- **What to work on**: Copy every line of the records below that holds the word "canonical".

- **Data to process**:
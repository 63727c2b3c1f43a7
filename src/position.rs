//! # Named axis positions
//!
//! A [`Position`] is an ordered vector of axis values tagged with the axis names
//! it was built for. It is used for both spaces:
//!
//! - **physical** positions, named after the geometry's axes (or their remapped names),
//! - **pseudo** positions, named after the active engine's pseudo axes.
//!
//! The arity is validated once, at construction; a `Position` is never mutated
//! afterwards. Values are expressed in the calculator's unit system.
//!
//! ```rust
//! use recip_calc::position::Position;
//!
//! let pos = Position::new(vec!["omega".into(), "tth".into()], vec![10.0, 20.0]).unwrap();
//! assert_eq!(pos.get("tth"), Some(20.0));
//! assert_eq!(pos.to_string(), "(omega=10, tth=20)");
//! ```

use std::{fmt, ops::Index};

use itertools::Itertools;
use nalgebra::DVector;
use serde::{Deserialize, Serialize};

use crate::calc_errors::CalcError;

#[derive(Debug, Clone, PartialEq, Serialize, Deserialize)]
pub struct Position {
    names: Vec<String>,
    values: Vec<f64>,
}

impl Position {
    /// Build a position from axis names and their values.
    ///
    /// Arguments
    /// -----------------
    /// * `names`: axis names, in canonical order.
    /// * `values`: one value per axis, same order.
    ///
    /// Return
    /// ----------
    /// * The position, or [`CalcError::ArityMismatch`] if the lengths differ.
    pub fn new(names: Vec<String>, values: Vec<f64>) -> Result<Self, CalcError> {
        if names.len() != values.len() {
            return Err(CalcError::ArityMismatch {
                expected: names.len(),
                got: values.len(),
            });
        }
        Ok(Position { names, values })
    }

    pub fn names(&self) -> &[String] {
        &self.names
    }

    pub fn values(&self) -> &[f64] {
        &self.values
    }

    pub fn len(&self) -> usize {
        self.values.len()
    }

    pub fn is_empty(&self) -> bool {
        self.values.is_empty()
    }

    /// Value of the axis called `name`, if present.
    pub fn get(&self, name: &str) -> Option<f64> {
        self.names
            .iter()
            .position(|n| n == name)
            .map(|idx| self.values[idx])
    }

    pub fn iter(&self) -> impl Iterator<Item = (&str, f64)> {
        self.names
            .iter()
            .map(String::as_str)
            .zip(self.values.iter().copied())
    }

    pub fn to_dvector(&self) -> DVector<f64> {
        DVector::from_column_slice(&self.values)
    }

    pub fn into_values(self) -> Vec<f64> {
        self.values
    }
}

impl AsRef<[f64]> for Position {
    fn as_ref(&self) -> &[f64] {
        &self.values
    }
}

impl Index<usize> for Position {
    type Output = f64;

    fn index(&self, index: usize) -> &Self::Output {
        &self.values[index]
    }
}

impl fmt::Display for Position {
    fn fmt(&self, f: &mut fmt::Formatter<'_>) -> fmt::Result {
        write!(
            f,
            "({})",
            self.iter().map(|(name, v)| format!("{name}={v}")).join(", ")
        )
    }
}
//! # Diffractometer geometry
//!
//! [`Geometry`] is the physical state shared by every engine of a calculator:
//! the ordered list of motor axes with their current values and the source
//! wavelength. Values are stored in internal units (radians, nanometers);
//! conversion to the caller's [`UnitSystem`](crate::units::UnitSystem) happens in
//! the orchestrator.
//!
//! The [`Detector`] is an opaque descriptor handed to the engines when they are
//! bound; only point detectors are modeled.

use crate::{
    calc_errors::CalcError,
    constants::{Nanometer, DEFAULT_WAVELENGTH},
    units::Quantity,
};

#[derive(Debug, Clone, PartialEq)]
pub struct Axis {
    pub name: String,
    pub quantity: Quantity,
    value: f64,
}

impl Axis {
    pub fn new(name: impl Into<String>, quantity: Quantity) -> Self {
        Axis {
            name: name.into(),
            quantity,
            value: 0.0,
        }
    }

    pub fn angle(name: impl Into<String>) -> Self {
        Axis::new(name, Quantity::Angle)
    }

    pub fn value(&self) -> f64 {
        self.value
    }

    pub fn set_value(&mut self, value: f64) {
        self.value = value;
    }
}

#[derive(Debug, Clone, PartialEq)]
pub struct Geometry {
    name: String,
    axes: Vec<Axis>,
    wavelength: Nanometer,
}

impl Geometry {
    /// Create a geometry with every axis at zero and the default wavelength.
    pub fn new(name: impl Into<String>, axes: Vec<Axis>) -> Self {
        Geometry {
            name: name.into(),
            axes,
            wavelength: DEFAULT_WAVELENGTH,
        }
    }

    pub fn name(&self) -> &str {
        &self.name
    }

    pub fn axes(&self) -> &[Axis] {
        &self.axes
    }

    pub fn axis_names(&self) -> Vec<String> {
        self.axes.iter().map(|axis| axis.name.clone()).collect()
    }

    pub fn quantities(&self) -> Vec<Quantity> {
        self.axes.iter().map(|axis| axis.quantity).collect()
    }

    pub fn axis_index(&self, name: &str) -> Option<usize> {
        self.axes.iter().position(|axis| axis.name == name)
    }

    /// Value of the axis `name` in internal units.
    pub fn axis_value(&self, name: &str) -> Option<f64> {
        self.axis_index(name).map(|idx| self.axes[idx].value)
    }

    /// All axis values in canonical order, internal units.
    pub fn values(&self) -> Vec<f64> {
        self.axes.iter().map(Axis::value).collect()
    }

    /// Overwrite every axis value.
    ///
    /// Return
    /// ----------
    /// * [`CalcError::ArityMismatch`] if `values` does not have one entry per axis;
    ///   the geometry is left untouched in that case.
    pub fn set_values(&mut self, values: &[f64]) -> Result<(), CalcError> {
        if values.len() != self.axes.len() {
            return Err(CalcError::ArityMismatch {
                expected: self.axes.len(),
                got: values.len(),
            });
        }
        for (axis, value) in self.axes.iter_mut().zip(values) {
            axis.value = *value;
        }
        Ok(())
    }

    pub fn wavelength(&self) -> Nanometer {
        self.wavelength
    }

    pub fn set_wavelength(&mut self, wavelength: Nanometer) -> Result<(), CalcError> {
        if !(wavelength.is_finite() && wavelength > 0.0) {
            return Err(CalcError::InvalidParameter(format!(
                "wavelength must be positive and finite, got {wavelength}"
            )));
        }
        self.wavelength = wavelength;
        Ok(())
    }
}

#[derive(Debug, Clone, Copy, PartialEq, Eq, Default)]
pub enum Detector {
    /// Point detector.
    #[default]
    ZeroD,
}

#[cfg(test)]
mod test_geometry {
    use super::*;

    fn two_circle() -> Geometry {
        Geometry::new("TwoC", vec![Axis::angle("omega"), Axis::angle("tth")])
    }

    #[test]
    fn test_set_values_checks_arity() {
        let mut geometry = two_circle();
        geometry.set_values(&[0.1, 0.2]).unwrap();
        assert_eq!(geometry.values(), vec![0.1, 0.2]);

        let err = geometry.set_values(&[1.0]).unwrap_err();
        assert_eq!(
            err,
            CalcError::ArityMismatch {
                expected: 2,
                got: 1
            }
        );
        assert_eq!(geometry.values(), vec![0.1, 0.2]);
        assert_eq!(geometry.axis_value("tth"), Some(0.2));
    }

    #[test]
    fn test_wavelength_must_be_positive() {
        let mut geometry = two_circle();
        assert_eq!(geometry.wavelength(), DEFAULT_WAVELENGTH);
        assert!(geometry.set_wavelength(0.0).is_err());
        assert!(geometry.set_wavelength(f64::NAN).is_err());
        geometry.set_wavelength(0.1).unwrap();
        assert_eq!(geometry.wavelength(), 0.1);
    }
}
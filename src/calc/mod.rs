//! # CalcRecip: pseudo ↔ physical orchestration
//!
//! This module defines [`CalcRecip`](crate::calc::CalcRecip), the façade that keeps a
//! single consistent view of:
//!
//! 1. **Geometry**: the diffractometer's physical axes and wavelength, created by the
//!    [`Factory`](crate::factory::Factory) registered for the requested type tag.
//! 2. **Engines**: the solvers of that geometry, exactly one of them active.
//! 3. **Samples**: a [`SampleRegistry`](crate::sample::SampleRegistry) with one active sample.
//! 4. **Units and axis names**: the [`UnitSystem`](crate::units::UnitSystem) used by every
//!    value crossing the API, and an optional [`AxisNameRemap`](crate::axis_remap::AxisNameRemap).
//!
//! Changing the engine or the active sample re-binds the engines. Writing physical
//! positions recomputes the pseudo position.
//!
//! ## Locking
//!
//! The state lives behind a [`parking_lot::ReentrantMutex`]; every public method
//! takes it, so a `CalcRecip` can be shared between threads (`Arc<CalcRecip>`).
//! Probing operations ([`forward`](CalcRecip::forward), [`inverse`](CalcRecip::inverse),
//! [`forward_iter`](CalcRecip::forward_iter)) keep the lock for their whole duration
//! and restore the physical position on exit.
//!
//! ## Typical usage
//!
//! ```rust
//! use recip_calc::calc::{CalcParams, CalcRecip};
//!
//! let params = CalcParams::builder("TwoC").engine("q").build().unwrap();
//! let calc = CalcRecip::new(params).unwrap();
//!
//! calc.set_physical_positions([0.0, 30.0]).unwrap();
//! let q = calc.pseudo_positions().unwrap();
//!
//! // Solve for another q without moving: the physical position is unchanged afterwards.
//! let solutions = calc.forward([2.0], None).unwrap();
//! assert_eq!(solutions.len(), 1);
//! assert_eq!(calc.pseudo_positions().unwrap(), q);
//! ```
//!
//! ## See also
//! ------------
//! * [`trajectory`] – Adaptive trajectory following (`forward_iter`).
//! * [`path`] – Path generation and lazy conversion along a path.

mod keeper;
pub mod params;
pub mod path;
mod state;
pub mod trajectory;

- **Output for this task**:
    /// * `names`: axis names, in canonical order.
    /// All axis values in canonical order, internal units.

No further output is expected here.